What is needed is an exact copy of every record below.

DATA EXTRACTS:
────────────────────────────────────────

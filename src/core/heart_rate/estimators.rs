//! 心率估算链：自相关 -> Goertzel 扫频 -> 峰值计数

use super::selector::{autocorrelation, lag_range, Candidate};
use super::{EstimationMethod, HeartRateEstimate};
use crate::core::config::HeartRateConfig;
use crate::core::error::VitalsError;
use crate::core::signal::percentile;
use log::{debug, info, warn};
use std::f64::consts::PI;

/// 自相关峰对应的心率
///
/// 只接受严格位于搜索范围内部的滞后 (`min_lag < lag < max_lag - 1`)，
/// 且相关系数需超过 `min_strength`。
pub fn bpm_by_autocorr(x: &[f64], sample_rate: f64, config: &HeartRateConfig) -> Option<u32> {
    let (min_lag, max_lag) = lag_range(sample_rate, config.min_bpm, config.max_bpm);
    let values = autocorrelation(x, min_lag, max_lag)?;

    let (best_lag, _) = values
        .into_iter()
        .filter(|&(lag, ac)| {
            lag > min_lag && lag + 1 < max_lag && ac > config.autocorr_min_strength
        })
        .fold((0usize, 0.0), |(best_lag, best), (lag, ac)| {
            if ac > best {
                (lag, ac)
            } else {
                (best_lag, best)
            }
        });

    if best_lag == 0 {
        return None;
    }
    Some((60.0 / (best_lag as f64 / sample_rate)).round() as u32)
}

/// Power of `x` at `freq_hz` via the two-pole Goertzel recurrence.
pub fn goertzel_power(x: &[f64], sample_rate: f64, freq_hz: f64) -> f64 {
    let w = 2.0 * PI * freq_hz / sample_rate;
    let coeff = 2.0 * w.cos();
    let (mut s1, mut s2) = (0.0, 0.0);
    for &v in x {
        let s0 = v + coeff * s1 - s2;
        s2 = s1;
        s1 = s0;
    }
    let re = s1 - s2 * w.cos();
    let im = s2 * w.sin();
    re * re + im * im
}

/// 在 `[min_bpm, max_bpm]` 上按固定步长扫频，取功率最大的频率
pub fn bpm_by_goertzel(x: &[f64], sample_rate: f64, config: &HeartRateConfig) -> Option<u32> {
    if x.is_empty() {
        return None;
    }
    let hi = config.max_bpm / 60.0 + 1e-9;
    let mut freq = config.min_bpm / 60.0;
    let (mut best_freq, mut best_power) = (0.0, 0.0);

    // 步长累加，和逐点相乘得到的频率略有不同
    while freq <= hi {
        let power = goertzel_power(x, sample_rate, freq);
        if power > best_power {
            best_power = power;
            best_freq = freq;
        }
        freq += config.goertzel_step_hz;
    }

    (best_power > 0.0).then(|| (best_freq * 60.0).round() as u32)
}

/// 高于分位阈值的局部极大值计数
pub fn bpm_by_peak_count(x: &[f64], sample_rate: f64, config: &HeartRateConfig) -> Option<u32> {
    if x.len() < 3 {
        return None;
    }
    let threshold = percentile(x, config.peak_percentile);
    let min_spacing = ((config.min_peak_spacing_secs * sample_rate).round() as usize).max(1);

    let mut peaks = 0usize;
    let mut last_peak: Option<usize> = None;
    for i in 1..x.len() - 1 {
        let is_peak = x[i] > threshold && x[i] > x[i - 1] && x[i] >= x[i + 1];
        let spaced = last_peak.map_or(true, |last| i - last >= min_spacing);
        if is_peak && spaced {
            peaks += 1;
            last_peak = Some(i);
        }
    }

    if peaks < config.min_peaks {
        return None;
    }
    let duration_secs = x.len() as f64 / sample_rate;
    Some((peaks as f64 / duration_secs * 60.0).round() as u32)
}

/// 依次尝试三种方法，返回第一个落在生理范围内的结果
pub fn estimate_bpm(
    candidate: &Candidate,
    config: &HeartRateConfig,
) -> Result<HeartRateEstimate, VitalsError> {
    let x = &candidate.signal.samples;
    let fs = candidate.signal.sample_rate;

    let accept = |method: EstimationMethod, bpm: Option<u32>| {
        let bpm = bpm.unwrap_or(0);
        debug!("{:?} -> {} BPM", method, bpm);
        config.accepts(bpm).then(|| HeartRateEstimate {
            bpm,
            method,
            candidate: candidate.tag,
            score: candidate.score,
        })
    };

    let autocorr = bpm_by_autocorr(x, fs, config);
    if let Some(estimate) = accept(EstimationMethod::Autocorrelation, autocorr) {
        info!(
            "💓 HR {} BPM via autocorrelation ({}, score={:.3})",
            estimate.bpm, candidate.tag, candidate.score
        );
        return Ok(estimate);
    }

    let goertzel = bpm_by_goertzel(x, fs, config);
    if let Some(estimate) = accept(EstimationMethod::Goertzel, goertzel) {
        info!(
            "💓 HR {} BPM via Goertzel ({}, score={:.3})",
            estimate.bpm, candidate.tag, candidate.score
        );
        return Ok(estimate);
    }

    let peaks = bpm_by_peak_count(x, fs, config);
    if let Some(estimate) = accept(EstimationMethod::PeakCount, peaks) {
        info!(
            "💓 HR {} BPM via peak count ({}, score={:.3})",
            estimate.bpm, candidate.tag, candidate.score
        );
        return Ok(estimate);
    }

    warn!("⚠️ All estimators out of range for {}", candidate.tag);
    Err(VitalsError::OutOfRange {
        candidate: candidate.tag,
        score: candidate.score,
        autocorr: autocorr.unwrap_or(0),
        goertzel: goertzel.unwrap_or(0),
        peaks: peaks.unwrap_or(0),
    })
}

────────────────────────────────────────

OUTPUT:
filename src/core/heart_rate/estimators.rs
//! 心率估算链：自相关 -> Goertzel 扫频 -> 峰值计数

use super::selector::{autocorrelation, lag_range, Candidate};
use super::{EstimationMethod, HeartRateEstimate};
use crate::core::config::HeartRateConfig;
use crate::core::error::VitalsError;
use crate::core::signal::percentile;
use log::{debug, info, warn};
use std::f64::consts::PI;

/// 自相关峰对应的心率
///
/// 只接受严格位于搜索范围内部的滞后 (`min_lag < lag < max_lag - 1`)，
/// 且相关系数需超过 `min_strength`。
pub fn bpm_by_autocorr(x: &[f64], sample_rate: f64, config: &HeartRateConfig) -> Option<u32> {
    let (min_lag, max_lag) = lag_range(sample_rate, config.min_bpm, config.max_bpm);
    let values = autocorrelation(x, min_lag, max_lag)?;

    let (best_lag, _) = values
        .into_iter()
        .filter(|&(lag, ac)| {
            lag > min_lag && lag + 1 < max_lag && ac > config.autocorr_min_strength
        })
        .fold((0usize, 0.0), |(best_lag, best), (lag, ac)| {
            if ac > best {
                (lag, ac)
            } else {
                (best_lag, best)
            }
        });

    if best_lag == 0 {
        return None;
    }
    Some((60.0 / (best_lag as f64 / sample_rate)).round() as u32)
}

/// Power of `x` at `freq_hz` via the two-pole Goertzel recurrence.
pub fn goertzel_power(x: &[f64], sample_rate: f64, freq_hz: f64) -> f64 {
    let w = 2.0 * PI * freq_hz / sample_rate;
    let coeff = 2.0 * w.cos();
    let (mut s1, mut s2) = (0.0, 0.0);
    for &v in x {
        let s0 = v + coeff * s1 - s2;
        s2 = s1;
        s1 = s0;
    }
    let re = s1 - s2 * w.cos();
    let im = s2 * w.sin();
    re * re + im * im
}

/// 在 `[min_bpm, max_bpm]` 上按固定步长扫频，取功率最大的频率
pub fn bpm_by_goertzel(x: &[f64], sample_rate: f64, config: &HeartRateConfig) -> Option<u32> {
    if x.is_empty() {
        return None;
    }
    let hi = config.max_bpm / 60.0 + 1e-9;
    let mut freq = config.min_bpm / 60.0;
    let (mut best_freq, mut best_power) = (0.0, 0.0);

    // 步长累加，和逐点相乘得到的频率略有不同
    while freq <= hi {
        let power = goertzel_power(x, sample_rate, freq);
        if power > best_power {
            best_power = power;
            best_freq = freq;
        }
        freq += config.goertzel_step_hz;
    }

    (best_power > 0.0).then(|| (best_freq * 60.0).round() as u32)
}

/// 高于分位阈值的局部极大值计数
pub fn bpm_by_peak_count(x: &[f64], sample_rate: f64, config: &HeartRateConfig) -> Option<u32> {
    if x.len() < 3 {
        return None;
    }
    let threshold = percentile(x, config.peak_percentile);
    let min_spacing = ((config.min_peak_spacing_secs * sample_rate).round() as usize).max(1);

    let mut peaks = 0usize;
    let mut last_peak: Option<usize> = None;
    for i in 1..x.len() - 1 {
        let is_peak = x[i] > threshold && x[i] > x[i - 1] && x[i] >= x[i + 1];
        let spaced = last_peak.map_or(true, |last| i - last >= min_spacing);
        if is_peak && spaced {
            peaks += 1;
            last_peak = Some(i);
        }
    }

    if peaks < config.min_peaks {
        return None;
    }
    let duration_secs = x.len() as f64 / sample_rate;
    Some((peaks as f64 / duration_secs * 60.0).round() as u32)
}

/// 依次尝试三种方法，返回第一个落在生理范围内的结果
pub fn estimate_bpm(
    candidate: &Candidate,
    config: &HeartRateConfig,
) -> Result<HeartRateEstimate, VitalsError> {
    let x = &candidate.signal.samples;
    let fs = candidate.signal.sample_rate;

    let accept = |method: EstimationMethod, bpm: Option<u32>| {
        let bpm = bpm.unwrap_or(0);
        debug!("{:?} -> {} BPM", method, bpm);
        config.accepts(bpm).then(|| HeartRateEstimate {
            bpm,
            method,
            candidate: candidate.tag,
            score: candidate.score,
        })
    };

    let autocorr = bpm_by_autocorr(x, fs, config);
    if let Some(estimate) = accept(EstimationMethod::Autocorrelation, autocorr) {
        info!(
            "💓 HR {} BPM via autocorrelation ({}, score={:.3})",
            estimate.bpm, candidate.tag, candidate.score
        );
        return Ok(estimate);
    }

    let goertzel = bpm_by_goertzel(x, fs, config);
    if let Some(estimate) = accept(EstimationMethod::Goertzel, goertzel) {
        info!(
            "💓 HR {} BPM via Goertzel ({}, score={:.3})",
            estimate.bpm, candidate.tag, candidate.score
        );
        return Ok(estimate);
    }

    let peaks = bpm_by_peak_count(x, fs, config);
    if let Some(estimate) = accept(EstimationMethod::PeakCount, peaks) {
        info!(
            "💓 HR {} BPM via peak count ({}, score={:.3})",
            estimate.bpm, candidate.tag, candidate.score
        );
        return Ok(estimate);
    }

    warn!("⚠️ All estimators out of range for {}", candidate.tag);
    Err(VitalsError::OutOfRange {
        candidate: candidate.tag,
        score: candidate.score,
        autocorr: autocorr.unwrap_or(0),
        goertzel: goertzel.unwrap_or(0),
        peaks: peaks.unwrap_or(0),
    })
}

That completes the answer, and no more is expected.